As the future of the Tudor dynasty, a number of portraits of Edward exist of him as the Prince of Wales and a nine-year-old king. This image showing him wearing a black and gold embroidered doublet trimmed with ermine copies a full-length portrait known in several versions that is associated with the workshop of the enigmatic court artist ‘Master John’.

Seemingly an Englishman, he came to prominence in the years after the death of former court favourite Hans Holbein in 1543. The ‘Master John’ portrait of Edward in the National Portrait Gallery was almost certainly painted immediately after Edward became king in 1547. 
The Pebble Beach picture – a half-length oil on a cradled panel measuring 2ft 5in x 22in (74 x 56cm) - is catalogued as ‘English School 16th or 17th century’.

Provenance

It has a detailed provenance since the 19th century, having previously been in the collection of Kimbolton Castle, the country house in Cambridgeshire that is most famous as the final home of Henry VIII’s first (divorced) wife Catherine of Aragon who died there in 1536. The picture was deemed sufficiently important at the time to hang at some of the most famous exhibitions of the Victorian era.

It was part of the Exhibition of Art Treasures held at Manchester Botanical Gardens in 1857. the largest temporary art exhibition in British history with more than 16,000 works of art and 1.3 million visitors. In 1866 it was among the 1035 pictures shown at the South Kensington Museum (later the V&A Museum) at the first Exhibition of National Portraits and in 1890 was at the Exhibition of the Royal House of Tudor at the New Gallery, a Bond Street address now the flagship store for the Burberry brand.

The only surviving son of Henry VIII by his third wife, Jane Seymour, Edward VI (1537–53) was king of England and Ireland from 1547-53. The first English monarch to be raised a Protestant, he was crowned on February 20, 1547, at the age of nine and died aged 15 on July 6, 1553. Despite attempts to prevent the country's return to Catholicism, his half-sister Mary I succeeded him.

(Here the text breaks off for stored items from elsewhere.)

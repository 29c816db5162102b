//! Construction of external client invocations.
//!
//! Arguments are built as a structured list and handed to the process
//! spawner directly; no shell is involved, so option values never go
//! through word splitting or quoting.
//!
//! Flag ordering is fixed: host and token first, then port (only when it
//! differs from the default), the insecure flag (only when set), the
//! comma-joined mount options (only when non-empty), each tuning parameter
//! that was explicitly set in canonical order, and the mountpoint path
//! last. Unset optional fields omit their flag entirely.

use super::constants::DEFAULT_PROVIDER_PORT;
use super::volume::{TuningParam, VolumeRecord};
use std::ffi::OsString;
use std::path::Path;

/// Builds the argument list for mounting a volume with the external client.
pub fn mount_args(record: &VolumeRecord) -> Vec<OsString> {
    let mut args: Vec<OsString> = vec![
        "-H".into(),
        record.provider_host.clone().into(),
        "-t".into(),
        record.access_token.clone().into(),
    ];

    if record.provider_port != DEFAULT_PROVIDER_PORT {
        args.push("-P".into());
        args.push(record.provider_port.clone().into());
    }
    if record.insecure {
        args.push("-i".into());
    }
    if !record.mount_options.is_empty() {
        args.push("--opt".into());
        args.push(record.mount_options.join(",").into());
    }
    for param in TuningParam::ALL {
        if let Some(value) = record.tuning.get(&param) {
            args.push(param.flag().into());
            args.push(value.clone().into());
        }
    }

    args.push(record.mountpoint.clone().into_os_string());
    args
}

/// Builds the argument list for unmounting a mountpoint with the external
/// client.
pub fn unmount_args(mountpoint: &Path) -> Vec<OsString> {
    vec!["-u".into(), mountpoint.to_path_buf().into_os_string()]
}

#[cfg(test)]
mod tests {
    use super::*;
    use std::collections::HashMap;
    use std::path::PathBuf;

    fn record(pairs: &[(&str, &str)]) -> VolumeRecord {
        let options: HashMap<String, String> = pairs
            .iter()
            .map(|(k, v)| (k.to_string(), v.to_string()))
            .collect();
        VolumeRecord::from_options(&options, Path::new("/var/lib/netvol/volumes")).unwrap()
    }

    fn as_strings(args: &[OsString]) -> Vec<String> {
        args.iter()
            .map(|a| a.to_string_lossy().into_owned())
            .collect()
    }

    #[test]
    fn test_minimal_mount_args() {
        let v = record(&[("host", "example.org"), ("token", "t0ken")]);
        let args = as_strings(&mount_args(&v));
        assert_eq!(
            args,
            vec![
                "-H".to_string(),
                "example.org".to_string(),
                "-t".to_string(),
                "t0ken".to_string(),
                v.mountpoint.to_string_lossy().into_owned(),
            ]
        );
    }

    #[test]
    fn test_default_port_is_omitted() {
        let v = record(&[("host", "h"), ("token", "t"), ("port", "5555")]);
        assert!(!as_strings(&mount_args(&v)).contains(&"-P".to_string()));
    }

    #[test]
    fn test_non_default_port_is_emitted() {
        let v = record(&[("host", "h"), ("token", "t"), ("port", "8443")]);
        let args = as_strings(&mount_args(&v));
        let pos = args.iter().position(|a| a == "-P").unwrap();
        assert_eq!(args[pos + 1], "8443");
    }

    #[test]
    fn test_insecure_flag() {
        let v = record(&[("host", "h"), ("token", "t"), ("insecure", "true")]);
        assert!(as_strings(&mount_args(&v)).contains(&"-i".to_string()));
    }

    #[test]
    fn test_mount_options_comma_joined() {
        let v = record(&[("host", "h"), ("token", "t"), ("opt", "ro,noatime")]);
        let args = as_strings(&mount_args(&v));
        let pos = args.iter().position(|a| a == "--opt").unwrap();
        assert_eq!(args[pos + 1], "ro,noatime");
    }

    #[test]
    fn test_tuning_params_in_canonical_order() {
        // Set two params in reverse canonical order; emission order must
        // still follow the declaration order.
        let v = record(&[
            ("host", "h"),
            ("token", "t"),
            ("write-buffer-max-size", "2048"),
            ("communicator-thread-count", "8"),
        ]);
        let args = as_strings(&mount_args(&v));
        let comm = args
            .iter()
            .position(|a| a == "--communicator-thread-count")
            .unwrap();
        let wbuf = args
            .iter()
            .position(|a| a == "--write-buffer-max-size")
            .unwrap();
        assert!(comm < wbuf);
        assert_eq!(args[comm + 1], "8");
        assert_eq!(args[wbuf + 1], "2048");
    }

    #[test]
    fn test_mountpoint_is_last() {
        let v = record(&[
            ("host", "h"),
            ("token", "t"),
            ("insecure", "true"),
            ("scheduler-thread-count", "2"),
        ]);
        let args = mount_args(&v);
        assert_eq!(args.last().unwrap(), v.mountpoint.as_os_str());
    }

    #[test]
    fn test_unmount_args() {
        let path = PathBuf::from("/var/lib/netvol/volumes/abc");
        let args = as_strings(&unmount_args(&path));
        assert_eq!(args, vec!["-u".to_string(), path.to_string_lossy().into_owned()]);
    }
}
#![doc(html_root_url = "https://docs.rs/netvol/0.1.0")]
#![cfg_attr(docsrs, feature(doc_cfg))]
#![deny(missing_docs)]
#![deny(rustdoc::missing_crate_level_docs)]

//! netvol: volume plugin core for mounting a remote network filesystem
//! into containers
//!
//! Tracks named logical volumes, maps each one to a host mountpoint
//! backed by an external network filesystem client, and reference-counts
//! attach/detach requests so the client is invoked exactly once per
//! mount lifetime, however many containers share the volume.
//!
//! ## Features
//!
//! - Reference-counted mount/unmount with a single client mount per
//!   credential pair
//! - Deterministic mountpoint derivation from provider host and access
//!   token
//! - Crash-safe registry persistence (atomic snapshot after every
//!   mutation)
//! - Structured client invocation, never a shell string
//!
//! ## Quick Start
//!
//! ```rust,no_run
//! use netvol::{ClientExecutor, VolumeDriver};
//! use std::collections::HashMap;
//! use std::path::Path;
//!
//! # fn main() -> anyhow::Result<()> {
//! let driver = VolumeDriver::new(Path::new("/run/docker/plugins"), Box::new(ClientExecutor))?;
//!
//! let opts: HashMap<String, String> = [("host", "provider.example.org"), ("token", "secret")]
//!     .iter()
//!     .map(|(k, v)| (k.to_string(), v.to_string()))
//!     .collect();
//!
//! driver.create("myvolume", &opts)?;
//! let mountpoint = driver.mount("myvolume")?;
//! println!("mounted at {}", mountpoint.display());
//! # Ok(())
//! # }
//! ```
//!
//! ## Lifecycle
//!
//! A volume is `Unmounted` while no container holds a reference and
//! `Mounted` otherwise. The external client runs only on the 0→1 and →0
//! connection transitions; `remove` refuses to delete a volume that is
//! still attached.

pub mod modules;

pub use modules::dispatch::Dispatcher;
pub use modules::driver::VolumeDriver;
pub use modules::executor::{ClientExecutor, MountExecutor};

// Re-export commonly used types
pub use modules::error::DriverError;
pub use modules::volume::VolumeRecord;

The portrait is one of several Old Master paintings in the collection. Estimated at $50,000-70,000 is a Venetian painting depicting the visit of the British diplomat Charles Montagu (1662-1722), 1st Earl of Manchester, to the Venetian court in 1698.

Venitian senate scene

First audience of his Excellency the Right Honourable Charles, Earl of Manchester with the Doge and Senate of Venice, 1698, estimate $50,000-$70,000 at Andrew Jones Auctions.

Montagu’s mission in Venice was multifaceted: to affirm and strengthen the Anglo-Venetian alliance, to secure support against France in the unfolding scenarios of European politics, and to promote English trade interests.

This monumental canvas, measuring 4ft 3in x 6ft (1.3 x 1.8m), was painted by a Venetian artist at the time to record his first audience with the Doge and the Senate.